===== DATA LISTING =====
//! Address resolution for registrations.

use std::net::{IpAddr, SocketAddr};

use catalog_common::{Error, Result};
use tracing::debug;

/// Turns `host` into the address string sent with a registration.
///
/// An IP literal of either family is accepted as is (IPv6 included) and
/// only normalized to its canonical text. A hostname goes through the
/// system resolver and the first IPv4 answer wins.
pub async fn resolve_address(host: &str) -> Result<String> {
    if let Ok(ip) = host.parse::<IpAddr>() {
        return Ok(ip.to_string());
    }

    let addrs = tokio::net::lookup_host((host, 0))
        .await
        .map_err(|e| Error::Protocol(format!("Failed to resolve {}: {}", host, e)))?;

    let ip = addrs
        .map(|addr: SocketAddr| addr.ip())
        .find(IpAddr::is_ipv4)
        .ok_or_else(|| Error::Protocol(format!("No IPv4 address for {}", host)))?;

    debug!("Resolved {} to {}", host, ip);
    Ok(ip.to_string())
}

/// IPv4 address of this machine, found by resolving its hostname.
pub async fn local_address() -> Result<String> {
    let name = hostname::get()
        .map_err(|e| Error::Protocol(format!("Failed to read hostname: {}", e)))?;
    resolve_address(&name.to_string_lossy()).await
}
=====
===== DATA LISTING =====
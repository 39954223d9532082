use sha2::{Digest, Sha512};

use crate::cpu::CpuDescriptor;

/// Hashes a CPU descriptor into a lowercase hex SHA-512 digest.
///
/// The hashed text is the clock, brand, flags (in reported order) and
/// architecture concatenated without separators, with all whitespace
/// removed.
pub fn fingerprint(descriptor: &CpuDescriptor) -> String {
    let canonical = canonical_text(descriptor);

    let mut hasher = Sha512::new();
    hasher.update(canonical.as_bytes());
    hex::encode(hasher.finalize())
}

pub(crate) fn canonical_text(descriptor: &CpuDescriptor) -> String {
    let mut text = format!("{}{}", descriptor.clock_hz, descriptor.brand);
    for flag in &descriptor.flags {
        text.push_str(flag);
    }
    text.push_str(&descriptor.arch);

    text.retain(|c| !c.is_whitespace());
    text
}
=====
WORK ITEM = When the line with "resolution for registrations." is reached in the data above, begin copying, and stop after the line with "let name = hostname::get()"; copy each line exactly, both ends included.

ANSWER AREA =
//! Address resolution for registrations.

use std::net::{IpAddr, SocketAddr};

use catalog_common::{Error, Result};
use tracing::debug;

/// Turns `host` into the address string sent with a registration.
///
/// An IP literal of either family is accepted as is (IPv6 included) and
/// only normalized to its canonical text. A hostname goes through the
/// system resolver and the first IPv4 answer wins.
pub async fn resolve_address(host: &str) -> Result<String> {
    if let Ok(ip) = host.parse::<IpAddr>() {
        return Ok(ip.to_string());
    }

    let addrs = tokio::net::lookup_host((host, 0))
        .await
        .map_err(|e| Error::Protocol(format!("Failed to resolve {}: {}", host, e)))?;

    let ip = addrs
        .map(|addr: SocketAddr| addr.ip())
        .find(IpAddr::is_ipv4)
        .ok_or_else(|| Error::Protocol(format!("No IPv4 address for {}", host)))?;

    debug!("Resolved {} to {}", host, ip);
    Ok(ip.to_string())
}

/// IPv4 address of this machine, found by resolving its hostname.
pub async fn local_address() -> Result<String> {
    let name = hostname::get()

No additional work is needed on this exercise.